Mozilla's 'Common Voice', And How Crowdsourcing Speech Dataset Can Eliminate AI Biases

With human-computer interaction is shifting from touch to voice, the future would rely on voice control.

From smart digital assistants inside smartphones to smart speakers and smart home appliances, these devices are all ears waiting to fulfill whatever command their masters have. They wait quietly for that trigger voice command, as they patiently serve our bidding.

But traditionally, voice assistants, like Google Assistant, Amazon Alexa, Apple Siri or Microsoft Cortana are all developed to represent mostly white male dominance. This is because most of their developers were indeed male, and white.

In one way or another, this led to gender bias.

For end users, this can translate to less appealing experience, especially for those who don't speak English as their native language, and not male, or white.

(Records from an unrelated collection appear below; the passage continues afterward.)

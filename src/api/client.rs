use anyhow::{Context, Result, bail};
use async_trait::async_trait;
use reqwest::header::{CONTENT_TYPE, HeaderMap, HeaderValue};
use reqwest::{Method, Url};
use serde::de::DeserializeOwned;
use std::time::Duration;
use tracing::{debug, error};

use super::error::ApiError;
use super::types::{Contact, ContactDraft, ContactId, Health};
use super::ContactsApi;
use crate::config::HttpConfig;

/// HTTP+JSON client for the contacts service. Cheap to clone.
#[derive(Debug, Clone)]
pub struct ContactsClient {
    base: Url,
    pub(crate) inner: reqwest::Client,
}

impl ContactsClient {
    pub fn new(base_url: impl AsRef<str>) -> Result<Self> {
        let raw = base_url.as_ref().trim();
        let base = Url::parse(raw).with_context(|| format!("invalid API base URL: {raw}"))?;
        if !matches!(base.scheme(), "http" | "https") || base.cannot_be_a_base() {
            bail!("API base URL must be an http(s) URL: {raw}");
        }
        let inner = build_http_client(&HttpConfig::default())?;
        Ok(Self { base, inner })
    }

    /// Rebuild the underlying client with the given timeouts.
    pub fn with_http_config(mut self, cfg: &HttpConfig) -> Result<Self> {
        self.inner = build_http_client(cfg)?;
        Ok(self)
    }

    pub fn base_url(&self) -> &Url {
        &self.base
    }

    pub(crate) fn endpoint(&self, segments: &[&str]) -> Url {
        let mut url = self.base.clone();
        if let Ok(mut path) = url.path_segments_mut() {
            path.pop_if_empty();
            path.extend(segments);
        }
        url
    }

    async fn send(&self, method: Method, url: Url, body: Option<&ContactDraft>) -> Result<String, ApiError> {
        debug!(method=%method, url=%url, "api request");
        let mut req = self.inner.request(method.clone(), url.clone());
        if let Some(body) = body {
            req = req.json(body);
        }
        let resp = req.send().await.map_err(|e| {
            error!(method=%method, url=%url, err=%e, "api request failed to send");
            ApiError::Network(e)
        })?;

        let status = resp.status();
        let text = resp.text().await.map_err(|e| {
            error!(method=%method, url=%url, err=%e, "api response body read failed");
            ApiError::Network(e)
        })?;

        if !status.is_success() {
            let err = ApiError::from_response_body(status, &text);
            error!(method=%method, url=%url, status=%status.as_u16(), err=%err, "api non-success status");
            return Err(err);
        }
        debug!(method=%method, url=%url, status=%status.as_u16(), "api response");
        Ok(text)
    }

    async fn request_json<T: DeserializeOwned>(
        &self,
        method: Method,
        url: Url,
        body: Option<&ContactDraft>,
    ) -> Result<T, ApiError> {
        let text = self.send(method, url, body).await?;
        serde_json::from_str(&text).map_err(|e| {
            error!(err=%e, "api response decode failed");
            ApiError::Decode(e)
        })
    }
}

fn build_http_client(cfg: &HttpConfig) -> Result<reqwest::Client> {
    let mut headers = HeaderMap::new();
    headers.insert(CONTENT_TYPE, HeaderValue::from_static("application/json"));
    let mut builder = reqwest::Client::builder().default_headers(headers);
    if let Some(ms) = cfg.connect_timeout_ms {
        builder = builder.connect_timeout(Duration::from_millis(ms));
    }
    if let Some(ms) = cfg.request_timeout_ms {
        builder = builder.timeout(Duration::from_millis(ms));
    }
    builder.build().context("build http client")
}

#[async_trait]
impl ContactsApi for ContactsClient {
    async fn list_contacts(&self, search: Option<&str>) -> Result<Vec<Contact>, ApiError> {
        let mut url = self.endpoint(&["contacts"]);
        if let Some(term) = search.filter(|t| !t.is_empty()) {
            url.query_pairs_mut().append_pair("search", term);
        }
        self.request_json(Method::GET, url, None).await
    }

    async fn get_contact(&self, id: &ContactId) -> Result<Contact, ApiError> {
        let id = id.to_string();
        let url = self.endpoint(&["contacts", &id]);
        self.request_json(Method::GET, url, None).await
    }

    async fn create_contact(&self, draft: &ContactDraft) -> Result<Contact, ApiError> {
        let url = self.endpoint(&["contacts"]);
        self.request_json(Method::POST, url, Some(draft)).await
    }

    async fn update_contact(&self, id: &ContactId, draft: &ContactDraft) -> Result<Contact, ApiError> {
        let id = id.to_string();
        let url = self.endpoint(&["contacts", &id]);
        self.request_json(Method::PUT, url, Some(draft)).await
    }

    async fn delete_contact(&self, id: &ContactId) -> Result<(), ApiError> {
        let id = id.to_string();
        let url = self.endpoint(&["contacts", &id]);
        // Whatever the server puts in the body is ignored.
        self.send(Method::DELETE, url, None).await.map(|_| ())
    }

    async fn search_contacts(&self, term: &str) -> Result<Vec<Contact>, ApiError> {
        let url = self.endpoint(&["contacts", "search", term]);
        self.request_json(Method::GET, url, None).await
    }

    async fn health_check(&self) -> Result<Health, ApiError> {
        let url = self.endpoint(&["health"]);
        self.request_json(Method::GET, url, None).await
    }
}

And this has been confirmed by a study by the UN.

This is why Mozilla, the organization behind the popular Firefox browser, created an open-source project called 'Common Voice' back in 2017.

What it does, is crowdsourcing voices as a data set, in order to diversify sources of AI knowledge, by representing the global population, and not just the West.

Common Voice works by releasing its growing dataset publicly so any company can use it for research and to build and train their own voice-enabled software.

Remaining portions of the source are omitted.